Total gas production forecast for 2006 is expected to reach 45.5 billion cu m, up from 41.2 billion cu m last year. LNG production of 10.6 million tonnes/year in 2005 (about 40% of Australia’s total gas production) is expected to rise to over 13 million tonnes in 2006 with the ConocoPhillips Darwin plant now on stream.

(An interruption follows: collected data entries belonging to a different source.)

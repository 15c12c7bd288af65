use runtime::budget::FrameBudget;
use runtime::work_queue::{WorkId, WorkQueue, WorkQueueFull};

use crate::fetch::{FetchRequest, FetchToken};

/// A fetched, still-encoded part waiting for its decode slot.
#[derive(Debug, Clone, PartialEq, Eq)]
pub struct DecodeJob {
    pub token: FetchToken,
    pub payload: String,
}

/// Pending decodes, drained a few per tick under a `FrameBudget`.
///
/// Thin wrapper over `runtime::WorkQueue`: layer 0 first, then arrival order.
#[derive(Debug)]
pub struct DecodeQueue {
    inner: WorkQueue<DecodeJob>,
}

impl DecodeQueue {
    pub fn new(max_pending: usize) -> Self {
        Self {
            inner: WorkQueue::with_max_len(max_pending),
        }
    }

    pub fn len(&self) -> usize {
        self.inner.len()
    }

    pub fn is_empty(&self) -> bool {
        self.inner.is_empty()
    }

    /// Each decode costs one budget unit.
    pub fn try_submit(
        &mut self,
        request: &FetchRequest,
        payload: String,
    ) -> Result<WorkId, WorkQueueFull> {
        self.inner.try_push_with_cost(
            request.priority(),
            1,
            DecodeJob {
                token: request.token.clone(),
                payload,
            },
        )
    }

    pub fn pop_next_with_budget(&mut self, budget: &mut FrameBudget) -> Option<DecodeJob> {
        let (_id, job) = self.inner.pop_next_with_budget(budget)?;
        Some(job)
    }

    /// Drops queued jobs whose token is no longer current; returns how many.
    pub fn discard_stale(&mut self, mut is_current: impl FnMut(&FetchToken) -> bool) -> usize {
        self.inner.retain(|job| is_current(&job.token))
    }
}

#[cfg(test)]
mod tests {
    use super::*;
    use formats::ObjectKey;

    fn request(id: &str, layer: usize, generation: u64) -> FetchRequest {
        FetchRequest {
            token: FetchToken {
                key: ObjectKey::new(id, "m"),
                part: 0,
                generation,
            },
            layer,
        }
    }

    #[test]
    fn enforces_backpressure() {
        let mut q = DecodeQueue::new(1);
        assert!(q.try_submit(&request("a", 0, 1), String::new()).is_ok());
        assert!(q.try_submit(&request("b", 0, 2), String::new()).is_err());
    }

    #[test]
    fn budget_limits_decodes_per_tick() {
        let mut q = DecodeQueue::new(10);
        for g in 0..3 {
            q.try_submit(&request("a", 0, g), String::new()).unwrap();
        }
        let mut budget = FrameBudget::new(2);
        assert!(q.pop_next_with_budget(&mut budget).is_some());
        assert!(q.pop_next_with_budget(&mut budget).is_some());
        assert!(q.pop_next_with_budget(&mut budget).is_none());
        assert_eq!(q.len(), 1);
    }

    #[test]
    fn world_layer_decodes_first() {
        let mut q = DecodeQueue::new(10);
        q.try_submit(&request("inset", 1, 1), String::new()).unwrap();
        q.try_submit(&request("world", 0, 2), String::new()).unwrap();
        let mut budget = FrameBudget::unlimited();
        let first = q.pop_next_with_budget(&mut budget).expect("job");
        assert_eq!(first.token.key.id, "world");
    }

    #[test]
    fn discard_stale_drops_only_outdated_jobs() {
        let mut q = DecodeQueue::new(10);
        q.try_submit(&request("a", 0, 1), String::new()).unwrap();
        q.try_submit(&request("b", 0, 2), String::new()).unwrap();
        assert_eq!(q.discard_stale(|t| t.generation == 2), 1);
        assert_eq!(q.len(), 1);
    }
}
//! Socket abstraction used by the connection manager.
//!
//! A [`Connector`] starts a connection attempt and hands back a [`Socket`]
//! handle immediately. Everything that happens afterwards (open, frames,
//! errors, closure) is reported back as a [`SocketEvent`] tagged with the
//! [`SocketId`] the attempt was started with, so events from a socket the
//! manager has already let go of can be told apart and ignored.

use crate::error::WsResult;
use parking_lot::Mutex;
use std::fmt;
use std::sync::atomic::{AtomicU64, Ordering};
use std::sync::Arc;

/// Process-wide source of socket ids.
static NEXT_SOCKET_ID: AtomicU64 = AtomicU64::new(1);

/// Identity of one connection attempt, unique across every manager in the
/// process.
#[derive(Debug, Clone, Copy, PartialEq, Eq, Hash, PartialOrd, Ord)]
pub struct SocketId(pub u64);

impl SocketId {
    /// Allocate a fresh id.
    pub fn next() -> Self {
        Self(NEXT_SOCKET_ID.fetch_add(1, Ordering::Relaxed))
    }
}

impl fmt::Display for SocketId {
    fn fmt(&self, f: &mut fmt::Formatter<'_>) -> fmt::Result {
        write!(f, "#{}", self.0)
    }
}

/// Lifecycle events reported by a socket.
#[derive(Debug, Clone, PartialEq, Eq)]
pub enum SocketEvent {
    Opened,
    Frame(String),
    Error(String),
    Closed { code: u16, reason: String },
}

impl SocketEvent {
    pub fn kind(&self) -> &'static str {
        match self {
            Self::Opened => "opened",
            Self::Frame(_) => "frame",
            Self::Error(_) => "error",
            Self::Closed { .. } => "closed",
        }
    }
}

/// Handle to a live (or opening) socket.
pub trait Socket: Send {
    /// Queue a text frame.
    fn send(&mut self, frame: String) -> WsResult<()>;

    /// Close the socket. Idempotent.
    fn close(&mut self);
}

/// Starts connection attempts.
pub trait Connector: Send {
    type Socket: Socket;

    /// Begin connecting to `url`. Lifecycle events for this attempt are
    /// reported with `id`.
    fn open(&mut self, id: SocketId, url: &str) -> Self::Socket;
}

// ============================================================================
// In-memory connector
// ============================================================================

#[derive(Debug, Default)]
struct MemoryLog {
    opened: Vec<SocketId>,
    closed: Vec<SocketId>,
    sent: Vec<(SocketId, String)>,
    fail_sends: bool,
}

/// Connector that records activity instead of touching the network.
///
/// Clones share the same record, so a test can keep one clone for
/// inspection and hand the other to a connection manager. Socket events are
/// fed back to the manager by the test itself.
#[derive(Debug, Clone, Default)]
pub struct MemoryConnector {
    log: Arc<Mutex<MemoryLog>>,
}

impl MemoryConnector {
    pub fn new() -> Self {
        Self::default()
    }

    /// Ids of every socket opened so far.
    pub fn opened(&self) -> Vec<SocketId> {
        self.log.lock().opened.clone()
    }

    /// Ids of every socket closed by its owner so far.
    pub fn closed(&self) -> Vec<SocketId> {
        self.log.lock().closed.clone()
    }

    /// Frames sent, in order.
    pub fn sent(&self) -> Vec<(SocketId, String)> {
        self.log.lock().sent.clone()
    }

    /// Sockets opened and not yet closed by their owner.
    pub fn live(&self) -> Vec<SocketId> {
        let log = self.log.lock();
        log.opened
            .iter()
            .filter(|id| !log.closed.contains(id))
            .copied()
            .collect()
    }

    /// Most recently opened socket.
    pub fn last_opened(&self) -> Option<SocketId> {
        self.log.lock().opened.last().copied()
    }

    /// Make subsequent sends fail.
    pub fn set_fail_sends(&self, fail: bool) {
        self.log.lock().fail_sends = fail;
    }
}

impl Connector for MemoryConnector {
    type Socket = MemorySocket;

    fn open(&mut self, id: SocketId, _url: &str) -> MemorySocket {
        self.log.lock().opened.push(id);
        MemorySocket {
            id,
            log: self.log.clone(),
            closed: false,
        }
    }
}

/// Socket handed out by [`MemoryConnector`].
#[derive(Debug)]
pub struct MemorySocket {
    id: SocketId,
    log: Arc<Mutex<MemoryLog>>,
    closed: bool,
}

impl Socket for MemorySocket {
    fn send(&mut self, frame: String) -> WsResult<()> {
        let mut log = self.log.lock();
        if log.fail_sends || self.closed {
            return Err(crate::error::WsError::SendFailed(format!(
                "socket {} not writable",
                self.id
            )));
        }
        log.sent.push((self.id, frame));
        Ok(())
    }

    fn close(&mut self) {
        if !self.closed {
            self.closed = true;
            self.log.lock().closed.push(self.id);
        }
    }
}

Australia’s gas scene is also enhanced by an increasing supply of coalbed methane (CBM), mostly from projects tapping the Surat and Bowen basin coal measures in southeast Queensland. CBM now supplies 30% of Queensland’s gas demand.

Exploration

The bulk of Australia’s exploration activity over the last 12 months has been off western and northern Australia. Elsewhere, lesser contributions have come from the offshore Otway and Gippsland basins off Victoria and onshore provinces of the Perth, Cooper-Eromanga, and Surat basins of Western Australia, South Australia, and Queensland.

Offshore

A significant discovery in 2005 was Woodside Energy Ltd.’s large Pluto gas find in Carnarvon basin Permit WA-350-P some 190 km off Western Australia. Within a few months of this March 2005 discovery, the company had canvassed the possibility of a $5 million (Aus.) two-train LNG development, received “major project facilitation” status from the federal government, and signed a provisional 15-year deal with Tokyo Gas Co. Ltd. to supply 1.5-1.75 million tonnes/year of LNG beginning in 2010. Tokyo Gas also took 5% in the project. Front-end engineering and design work has begun. To meet the proposed on-stream target, a final investment decision will be needed in mid-2007.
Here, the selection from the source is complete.